Le Gouverneur Horace Charleroy, promettait toujours de tout faire pour que cela cesse mais la vie reprenait son court sans que rien ne change. Issu de la Grande Bourgeoisie, sa sœur était mariée à l'un des Hauts-Centurions de l'Aurarque. Keiji avait rencontré sa fille, Natalia, dans le cadre d'un rapprochement entre leurs deux familles. Une fille plus jolie que belle, un peu tête en l'air et pas des plus futées. Il s'était lassé de sa compagnie au bout de quelques semaines. En plus de n'avoir aucun centre d'intérêt en commun, elle était la caricature des progénitures des oligarques eretsins : méprisante à l'égard de ceux qui ne vivaient pas dans le Centre plus par ignorance que par véritable méchanceté et ayant une très haute opinion d'elle-même alors que dans le fond, les Grands Bourgeois n'étaient que des parasites.

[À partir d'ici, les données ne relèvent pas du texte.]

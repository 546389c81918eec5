//! Spending-transaction assembly.
//!
//! Fee estimation is a chicken-and-egg problem: the fee depends on the
//! signed size, and the size depends on the inputs selected for the fee.
//! [`build_transaction`] solves it iteratively, signing each candidate with
//! a mock signer to measure its final size.

use bitcoin::{
    absolute::LockTime, opcodes::all::OP_RETURN, script::Builder, transaction::Version, Amount,
    OutPoint, ScriptBuf, Sequence, Transaction, TxIn, TxOut, Txid, Witness,
};
use tapbridge_primitives::UtxoEntry;
use tracing::debug;

use crate::{
    errors::BuildError,
    signer::{sign_transaction, MockSigner, SigValidation},
};

/// Outputs below this value are uneconomical to create or spend.
pub const DUST_THRESHOLD: u64 = 546;

/// Bound on the fee-convergence loop. The fee stabilizes in two or three
/// rounds in practice since extra fee rarely pulls in another input.
pub const MAX_FEE_ITERATIONS: usize = 16;

/// A specific outpoint that must be spent as the first input, ahead of
/// anything picked from the inventory.
#[derive(Debug, Clone)]
pub struct CarrierInput {
    pub txid: Txid,
    pub vout: u32,
    /// Value of the carried output, in satoshis.
    pub value: u64,
}

impl CarrierInput {
    pub fn outpoint(&self) -> OutPoint {
        OutPoint::new(self.txid, self.vout)
    }
}

/// A transaction ready for signing, with the previous outputs each input
/// spends and the inventory entries it consumed.
#[derive(Debug, Clone)]
pub struct UnsignedTransaction {
    pub tx: Transaction,
    pub prevouts: Vec<TxOut>,
    pub selected: Vec<UtxoEntry>,
}

/// Picks inputs covering `amount + fee`, cheapest entries first so large
/// outputs stay available for large payouts. `exclude` keeps the carrier
/// outpoint from being double-spent when it also sits in the inventory.
pub fn select_inputs(
    utxos: &[UtxoEntry],
    amount: u64,
    fee: u64,
    exclude: Option<&OutPoint>,
) -> Result<(Vec<UtxoEntry>, u64), BuildError> {
    let need = amount.saturating_add(fee);
    let mut selected = Vec::new();
    let mut total = 0u64;
    // the set is value-descending, so walk it back to front
    for utxo in utxos.iter().rev() {
        if exclude.is_some_and(|op| *op == utxo.outpoint()) {
            continue;
        }
        total = total.saturating_add(utxo.value);
        selected.push(utxo.clone());
        if total >= need {
            return Ok((selected, total));
        }
    }
    Err(BuildError::InsufficientBalance {
        have: total,
        amount,
        fee,
    })
}

/// Assembles an unsigned spend at a fixed fee.
///
/// Input order: the carrier outpoint (if any), then the selected inventory
/// entries. Output order: a zero-value bare `OP_RETURN` burner (if
/// requested), the destination payment, then change back to the bridge when
/// it clears the dust threshold.
pub fn build_with_fee(
    utxos: &[UtxoEntry],
    own_script: &ScriptBuf,
    dest_script: &ScriptBuf,
    amount: u64,
    fee: u64,
    carrier: Option<&CarrierInput>,
    add_burner: bool,
) -> Result<UnsignedTransaction, BuildError> {
    let exclude = carrier.map(CarrierInput::outpoint);
    let (selected, total) = select_inputs(utxos, amount, fee, exclude.as_ref())?;

    let mut input = Vec::new();
    let mut prevouts = Vec::new();

    if let Some(carrier) = carrier {
        input.push(TxIn {
            previous_output: carrier.outpoint(),
            script_sig: ScriptBuf::new(),
            sequence: Sequence::MAX,
            witness: Witness::new(),
        });
        prevouts.push(TxOut {
            value: Amount::from_sat(carrier.value),
            script_pubkey: own_script.clone(),
        });
    }

    for entry in &selected {
        input.push(TxIn {
            previous_output: entry.outpoint(),
            script_sig: ScriptBuf::new(),
            sequence: Sequence::MAX,
            witness: Witness::new(),
        });
        prevouts.push(TxOut {
            value: Amount::from_sat(entry.value),
            script_pubkey: own_script.clone(),
        });
    }

    let mut output = Vec::new();

    if add_burner {
        output.push(TxOut {
            value: Amount::ZERO,
            script_pubkey: Builder::new().push_opcode(OP_RETURN).into_script(),
        });
    }

    output.push(TxOut {
        value: Amount::from_sat(amount),
        script_pubkey: dest_script.clone(),
    });

    let remaining = total - amount - fee;
    if remaining >= DUST_THRESHOLD {
        output.push(TxOut {
            value: Amount::from_sat(remaining),
            script_pubkey: own_script.clone(),
        });
    }

    Ok(UnsignedTransaction {
        tx: Transaction {
            version: Version::TWO,
            lock_time: LockTime::ZERO,
            input,
            output,
        },
        prevouts,
        selected,
    })
}

/// Assembles an unsigned spend at `fee_per_byte` millisatoshi per byte,
/// converging on the fee implied by the signed transaction's size.
#[allow(clippy::too_many_arguments)]
pub async fn build_transaction(
    own_pubkey: &[u8],
    utxos: &[UtxoEntry],
    own_script: &ScriptBuf,
    dest_script: &ScriptBuf,
    amount: u64,
    fee_per_byte: u64,
    carrier: Option<&CarrierInput>,
    add_burner: bool,
) -> Result<UnsignedTransaction, BuildError> {
    let mut fee = 0u64;
    for _ in 0..MAX_FEE_ITERATIONS {
        let unsigned = build_with_fee(
            utxos,
            own_script,
            dest_script,
            amount,
            fee,
            carrier,
            add_burner,
        )?;

        // only the size of the signed transaction matters here
        let signed = sign_transaction(
            &MockSigner,
            "",
            &[],
            own_pubkey,
            &unsigned,
            SigValidation::Skip,
        )
        .await?;

        let target = (signed.total_size() as u64)
            .saturating_mul(fee_per_byte)
            .div_ceil(1000);
        if target == fee {
            debug!(fee, size = signed.total_size(), "transaction fee converged");
            return Ok(unsigned);
        }
        fee = target;
    }
    Err(BuildError::FeeConvergence(MAX_FEE_ITERATIONS))
}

Que les Familles Anciennes fussent bouffies d'arrogance, cela était, selon Keiji, acceptable car après tout, c'était au prix de leur vie et de celles de leurs enfants, qu'ils protégeaient les cités mais pour ce qui était des membres de la Grande Bourgeoisie, il ne leur trouvait aucune circonstance atténuante. Le jour de leur dernier rendez-vous, une réflexion de Natalia à propos d'Evan l'avait passablement contrarié alors qu'elle s'était trouvée drôle et spirituelle. Cela avait achevé de le convaincre que la balance gain contre perte n'était plus équilibré et qu'il était temps d'arrêter les frais. Les efforts fournis n'étaient de toutes les façons plus suffisant pour faire plaisir à sa mère et atténuer légèrement ses inquiétudes de le voir partir au Raaek'a Daedalis sans avoir au préalable fonder de foyer.

Keiji se mit à trottiner, décidant de suivre l'individu à la capuche. Il n'était pas normal qu'il ne perçût pas le bruit de ses pas. Cela ne voulait dire qu'une seule chose. Qu'il portait des Chesterfield... Seul les ignemshirs étaient autorisés à en porter, à l'instar des vestes shirag. Donc l'individu à capuche était un ignemshir... mais, la présence d'un ignemshir dans le Cimetière, vêtu de cette manière, était particulièrement suspect.

Il s'arrêta à l'entrée de la ruelle. Elle était vide, noyé dans le brouillard. Des bennes à ordure recouvertes de neige trainaient contre le mur fissuré d'un immeuble. Les relents d'égouts mélangés à l'odeur forte de l'urine le firent grimacer. Il enfila ses mitaines de combat. On n'était jamais trop prudent. Une tête de loup blanc, croc dehors, sur un disque doré cerclé d'un anneau noir, était brodé dessus. L'emblème du To-Shirkairon. L'École Implacable.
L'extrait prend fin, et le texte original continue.